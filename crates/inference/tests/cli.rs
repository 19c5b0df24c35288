//! End-to-end checks of the `age-estimator` binary that need no real models.

#![allow(deprecated)] // cargo_bin deprecation

use assert_cmd::Command;
use image::{Rgb, RgbImage};
use predicates::prelude::*;
use std::fs;
use std::path::{Path, PathBuf};
use tempfile::{TempDir, tempdir};

/// Workspace with a readable photo and an empty model directory.
struct Fixture {
    dir: TempDir,
}

impl Fixture {
    fn new() -> Self {
        let dir = tempdir().unwrap();
        fs::create_dir(dir.path().join("models")).unwrap();
        RgbImage::from_pixel(64, 48, Rgb([200, 200, 200]))
            .save(dir.path().join("photo.png"))
            .unwrap();
        Self { dir }
    }

    fn path(&self, name: &str) -> PathBuf {
        self.dir.path().join(name)
    }

    fn models(&self) -> PathBuf {
        self.path("models")
    }

    fn add_model(&self, topology: &str, weights: &str) {
        fs::write(self.models().join(topology), b"not an onnx graph").unwrap();
        fs::write(self.models().join(weights), b"").unwrap();
    }

    fn command(&self) -> Command {
        let mut cmd = Command::cargo_bin("age-estimator").unwrap();
        cmd.current_dir(self.dir.path())
            .env("MODEL_SEARCH_PATHS", self.models())
            .env_remove("RUST_LOG");
        cmd
    }
}

fn entries(dir: &Path) -> Vec<String> {
    let mut names: Vec<String> = fs::read_dir(dir)
        .unwrap()
        .map(|e| e.unwrap().file_name().to_string_lossy().into_owned())
        .collect();
    names.sort();
    names
}

#[test]
fn test_single_argument_prints_usage() {
    let fixture = Fixture::new();

    fixture
        .command()
        .arg("photo.png")
        .assert()
        .code(1)
        .stdout(predicate::str::is_empty())
        .stderr(predicate::str::contains("Usage"));

    assert_eq!(entries(fixture.dir.path()), vec!["models", "photo.png"]);
}

#[test]
fn test_help_flag_is_a_usage_error() {
    for flag in ["--help", "-V"] {
        Fixture::new()
            .command()
            .arg(flag)
            .assert()
            .code(1)
            .stdout(predicate::str::is_empty())
            .stderr(
                predicate::str::contains("Usage")
                    .and(predicate::str::contains("Example: age-estimator photo.jpg output.jpg")),
            );
    }
}

#[test]
fn test_paths_starting_with_a_hyphen_are_accepted() {
    let fixture = Fixture::new();
    fs::copy(fixture.path("photo.png"), fixture.path("-photo.png")).unwrap();

    // Parsed as two paths: the run gets as far as model lookup.
    fixture
        .command()
        .args(["-photo.png", "-out.jpg"])
        .assert()
        .code(1)
        .stderr(predicate::str::contains(
            "Error: Face detection model files not found",
        ));

    assert!(!fixture.path("-out.jpg").exists());
}

#[test]
fn test_unreadable_input_is_reported() {
    let fixture = Fixture::new();
    fs::write(fixture.path("broken.jpg"), b"\xff\xd8 truncated").unwrap();

    fixture
        .command()
        .args(["broken.jpg", "out.jpg"])
        .assert()
        .code(1)
        .stderr(predicate::str::starts_with("Error: Could not read image broken.jpg"));

    assert!(!fixture.path("out.jpg").exists());
}

#[test]
fn test_missing_face_models_are_named() {
    let fixture = Fixture::new();

    fixture
        .command()
        .args(["photo.png", "out.jpg"])
        .assert()
        .code(1)
        .stdout(predicate::str::contains("Loading models").not())
        .stderr(predicate::str::contains(
            "Error: Face detection model files not found \
             (looking for res10_300x300_ssd.onnx and res10_300x300_ssd.onnx.data)",
        ));

    assert!(!fixture.path("out.jpg").exists());
}

#[test]
fn test_missing_age_models_are_named() {
    let fixture = Fixture::new();
    fixture.add_model("res10_300x300_ssd.onnx", "res10_300x300_ssd.onnx.data");

    fixture
        .command()
        .args(["photo.png", "out.jpg"])
        .assert()
        .code(1)
        .stderr(predicate::str::contains(
            "Error: Age estimation model files not found \
             (looking for age_net.onnx and age_net.onnx.data)",
        ));

    assert!(!fixture.path("out.jpg").exists());
}

#[test]
fn test_corrupt_face_model_fails_to_load() {
    let fixture = Fixture::new();
    fixture.add_model("res10_300x300_ssd.onnx", "res10_300x300_ssd.onnx.data");
    fixture.add_model("age_net.onnx", "age_net.onnx.data");

    fixture
        .command()
        .args(["photo.png", "out.jpg"])
        .assert()
        .code(1)
        .stdout(predicate::str::contains("Loading models..."))
        .stderr(predicate::str::contains(
            "Error: Failed to load face detection model",
        ));

    assert!(!fixture.path("out.jpg").exists());
}
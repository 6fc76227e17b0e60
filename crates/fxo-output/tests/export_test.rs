//! Integration tests for exporting a parsed filing set.

use chrono::Utc;
use fxo_data::{ApiRequest, FilingSet, FilingsPage, ScopeFlags, TimeAccuracy};
use fxo_output::{
    OutputError, SqliteExportOptions, filing_set_to_sqlite, save_csv, to_dataframe,
};
use rusqlite::Connection;
use serde_json::json;
use url::Url;

fn filings() -> FilingSet {
    let body = json!({
        "data": [
            {
                "type": "filing",
                "id": "4261",
                "attributes": {
                    "country": "FI",
                    "fxo_id": "743700XJC24THUPK0S03-2022-12-31-ESEF-FI-0",
                    "period_end": "2022-12-31",
                    "error_count": 0,
                    "warning_count": 2,
                    "date_added": "2023-03-06T14:41:14Z",
                    "processed": "2023-03-08T09:12:00Z",
                    "package_url": "/743700XJC24THUPK0S03/2022-12-31/ESEF/FI/0/743700XJC24THUPK0S03-2022-12-31-fi.zip",
                    "sha256": "abc"
                },
                "relationships": {"entity": {"data": {"type": "entity", "id": "529"}}}
            },
            {
                "type": "filing",
                "id": "4262",
                "attributes": {
                    "country": "FI",
                    "period_end": "2022-12-31",
                    "package_url": "/743700XJC24THUPK0S03/2022-12-31/ESEF/FI/1/743700XJC24THUPK0S03-2022-12-31-en.zip"
                },
                "relationships": {"entity": {"data": {"type": "entity", "id": "529"}}}
            }
        ],
        "included": [
            {"type": "entity", "id": "529", "attributes": {"name": "Kesko Oyj", "identifier": "743700XJC24THUPK0S03"}}
        ],
        "meta": {"count": 2},
        "jsonapi": {"version": "1.0"}
    });
    let request = ApiRequest::new(
        "https://filings.xbrl.org/api/filings?include=entity",
        Utc::now().fixed_offset(),
    );
    let entry = Url::parse("https://filings.xbrl.org/api/filings").unwrap();
    let page = FilingsPage::parse(&body, &request, &entry, ScopeFlags::GET_ENTITY);
    let mut set = FilingSet::with_flags(ScopeFlags::GET_ENTITY);
    set.extend(page.filing_list);
    set
}

#[test]
fn test_filing_set_round_trip_through_sqlite() {
    let dir = tempfile::tempdir().unwrap();
    let path = dir.path().join("db").join("filings.db");
    let set = filings();

    filing_set_to_sqlite(&set, ScopeFlags::everything(), &path, false, &SqliteExportOptions::default())
        .unwrap();

    let conn = Connection::open(&path).unwrap();
    let (name, languages): (String, String) = conn
        .query_row(
            "SELECT entity_name, languages FROM ViewEnclosure",
            [],
            |r| Ok((r.get(0)?, r.get(1)?)),
        )
        .unwrap();
    assert_eq!(name, "Kesko Oyj");
    let mut languages: Vec<&str> = languages.split(", ").collect();
    languages.sort_unstable();
    assert_eq!(languages, ["en", "fi"]);

    let days: i64 = conn
        .query_row(
            "SELECT addedToProcessedDays FROM ViewFilingAge WHERE filing_api_id = '4261'",
            [],
            |r| r.get(0),
        )
        .unwrap();
    assert_eq!(days, 2);

    let missing: i64 = conn
        .query_row(
            "SELECT count(*) FROM sqlite_schema WHERE name = 'ValidationMessage'",
            [],
            |r| r.get(0),
        )
        .unwrap();
    assert_eq!(missing, 0);

    let err = filing_set_to_sqlite(&set, ScopeFlags::everything(), &path, false, &SqliteExportOptions::default())
        .unwrap_err();
    assert!(matches!(err, OutputError::DatabaseFileExists { .. }));
}

#[test]
fn test_csv_and_dataframe_from_entities() {
    let set = filings();
    let entities = set.entities().get_data(Some(&["api_id", "name"])).unwrap();

    let dir = tempfile::tempdir().unwrap();
    let path = dir.path().join("entities.csv");
    save_csv(&path, &entities, TimeAccuracy::Min).unwrap();
    assert_eq!(std::fs::read_to_string(&path).unwrap(), "api_id,name\n529,Kesko Oyj\n");

    let df = to_dataframe(&set.get_data(None).unwrap()).unwrap();
    assert_eq!(df.height(), 2);
    assert!(df.column("entity_api_id").is_ok());
    assert!(df.column("json_download_path").is_err());
}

[Assigned task] Which lines of the material contain "body"? List them.

[Solution]
    let body = json!({
    let page = FilingsPage::parse(&body, &request, &entry, ScopeFlags::GET_ENTITY);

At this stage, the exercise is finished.